AMENDMENTNO. 2 to TERMLOAN CREDIT AGREEMENT
EX-10.2 3 exh10-2_101608.htm EXHIBIT 10.2 exh10-2_101608.htm
EXECUTION COPY
Exhibit 10.2
AMENDMENT NO. 2
to
TERM LOAN CREDIT AGREEMENT
THIS AMENDMENT NO. 2 TO TERM LOAN CREDIT AGREEMENT (the “Amendment”) is made as of October 9, 2008 by and among TEXAS-NEW MEXICO POWER COMPANY (the “Borrower”), the institutions from time to time parties thereto as Lenders (the “Lenders”), and JPMORGAN CHASE BANK, N.A., in its capacity as Administrative Agent for itself and the other Lenders (the “Administrative Agent”) under that certain Term Loan Credit Agreement dated as of March 7, 2008 by and among the Borrower, the financial institutions party thereto, and the Administrative Agent (as the same may be amended, restated, supplemented or otherwise modified from time to time, the “Credit Agreement”). Defined terms used herein and not otherwise defined herein shall have the meaning given to them in the Credit Agreement.
WITNESSETH
WHEREAS, the Borrower, the Lenders, and the Administrative Agent are parties to the Credit Agreement;
WHEREAS, the Borrower has requested that the Administrative Agent and the requisite number of Lenders under Section 11.6 of the Credit Agreement amend the Credit Agreement on the terms and conditions set forth herein;
WHEREAS, the Borrower, the requisite number of Lenders under Section 11.6 of the Credit Agreement and the Administrative Agent have agreed to amend the Credit Agreement on the terms and conditions set forth herein;
WHEREAS, JPMorgan Chase Bank, N.A. (“JPMCB”), pursuant to Section 10.6 of the Credit Agreement, has notified the Borrower and the Lenders that it intends to resign as Administrative Agent under the Credit Agreement, effective October 9, 2008 and to assign to Union Bank of California, N.A. (“UBOC”) all of its rights under the Credit Agreement as Administrative Agent; and
WHEREAS, UBOC, pursuant to Section 10.6 of the Credit Agreement, has agreed to act as successor Administrative Agent under the Credit Agreement, effective October 9, 2008 and to assume the obligations of JPMCB as Administrative Agent under the Credit Agreement, and, by their signatures set forth below, each of the Lenders and the Borrower under the Credit Agreement have consented to the resignation of JPMCB and the appointment of UBOC as successor Administrative Agent under the Credit Agreement;
NOW, THEREFORE, in consideration of the premises set forth above, the terms and conditions contained herein, and other good and valuable consideration, the receipt and sufficiency of which are hereby acknowledged, the parties hereto have agreed to the following amendments to the Credit Agreement:
1. Amendments to the Credit Agreement. Effective as of October 9, 2008 (the “Effective Date”) and subject to the satisfaction of the condition precedent set forth in Section 2 below, the Credit Agreement is hereby amended as follows:
1.1. | Section 1.1 to the Credit Agreement is amended to delete the definition of “Maturity Date” in its entirety and to substitute the following therefor: |
“Maturity Date” means October 17, 2008 or any later date as may bespecified as the Maturity Date in accordance with Section 2.5.

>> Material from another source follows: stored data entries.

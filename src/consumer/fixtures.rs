//! Canned identities for running the consumer without a backend.

use crate::character::{Character, Gender};
use crate::types::{DiscordId, Identity};

/// Usernames the fixture backend reports as taken (compared case-insensitively).
pub const DEFAULT_TAKEN_USERNAMES: [&str; 5] = ["admin", "test", "spacewalk", "nova", "galaxy"];

/// Offline stand-in for the backend: one signed-in user and their character.
#[derive(Debug, Clone, PartialEq, Eq)]
pub struct FixtureIdentity {
    pub identity: Identity,
    pub character: Option<Character>,
    pub taken_usernames: Vec<String>,
}

fn id(raw: &'static str) -> DiscordId {
    DiscordId::from_static(raw)
}

impl FixtureIdentity {
    /// User without a character and the default taken-username list.
    #[must_use]
    pub fn new(identity: Identity) -> Self {
        Self {
            identity,
            character: None,
            taken_usernames: DEFAULT_TAKEN_USERNAMES.iter().map(|s| (*s).to_owned()).collect(),
        }
    }

    /// Returning player who already registered a character.
    #[must_use]
    pub fn with_character() -> Self {
        let discord_id = id("123456789012345678");
        let character = Character {
            discord_id: discord_id.clone(),
            char_username: "spacewalker".into(),
            char_name: "Space Walker".into(),
            char_birthday: "2000-01-15".into(),
            char_gender: Gender::Male,
            char_created_at: Some("2024-01-15T00:00:00.000Z".into()),
            char_updated_at: None,
        };
        Self {
            character: Some(character),
            ..Self::new(Identity {
                id: discord_id,
                username: "testuser".into(),
                name: Some("Test User".into()),
                avatar: Some("a1b2c3d4e5f6".into()),
            })
        }
    }

    /// First-time player with no character yet.
    #[must_use]
    pub fn without_character() -> Self {
        Self::new(Identity {
            id: id("987654321098765432"),
            username: "newuser".into(),
            name: Some("New User".into()),
            avatar: Some("f6e5d4c3b2a1".into()),
        })
    }

    #[must_use]
    pub fn another_user() -> Self {
        let discord_id = id("111222333444555666");
        let character = Character {
            discord_id: discord_id.clone(),
            char_username: "nova_knight".into(),
            char_name: "Nova Knight".into(),
            char_birthday: "1998-06-21".into(),
            char_gender: Gender::Female,
            char_created_at: Some("2024-03-02T00:00:00.000Z".into()),
            char_updated_at: None,
        };
        Self {
            character: Some(character),
            ..Self::new(Identity {
                id: discord_id,
                username: "galaxyexplorer".into(),
                name: Some("Galaxy Explorer".into()),
                avatar: Some("xyz123abc456".into()),
            })
        }
    }

    pub(super) fn is_taken(&self, username: &str) -> bool {
        self.taken_usernames
            .iter()
            .any(|taken| taken.eq_ignore_ascii_case(username))
    }
}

1.2. | Section 1.1 of the Credit Agreement is amended to delete the defined term “JPMCB” in its entirety. |
1.3. | Section 1.1 of the Credit Agreement is amended to insert the following definition in alphabetical order: |
“UBOC” means Union Bank of California, N.A., together with itssuccessors and/or assigns.
1.4. | Each reference to “JPMCB” now appearing in the Credit Agreement shall instead refer to “UBOC”. |
2. Conditions of Effectiveness. The effectiveness of this Amendment is subject to the conditions precedent that UBOC, as successor Administrative Agent pursuant to this Amendment, shall have received the following:
(A) | duly executed originals of this Amendment from the Borrower, the requisite number of Lenders under Section 11.6 of the Credit Agreement, JPMCB, as the resigning Administrative Agent and UBOC, as successor Administrative Agent; |
(B) | notwithstanding anything to the contrary in the Credit Agreement, evidence satisfactory to it that JPMCB shall have received not less than $75,188,927.09 as payment in full of all outstanding loans and other obligations owing to it as a Lender and as the resigning Administrative Agent on the date hereof; and |
(C) | such other documents, instruments and agreements as UBOC, as successor Administrative Agent pursuant to this Amendment, may reasonably request. |
3. Representations and Warranties of the Borrower.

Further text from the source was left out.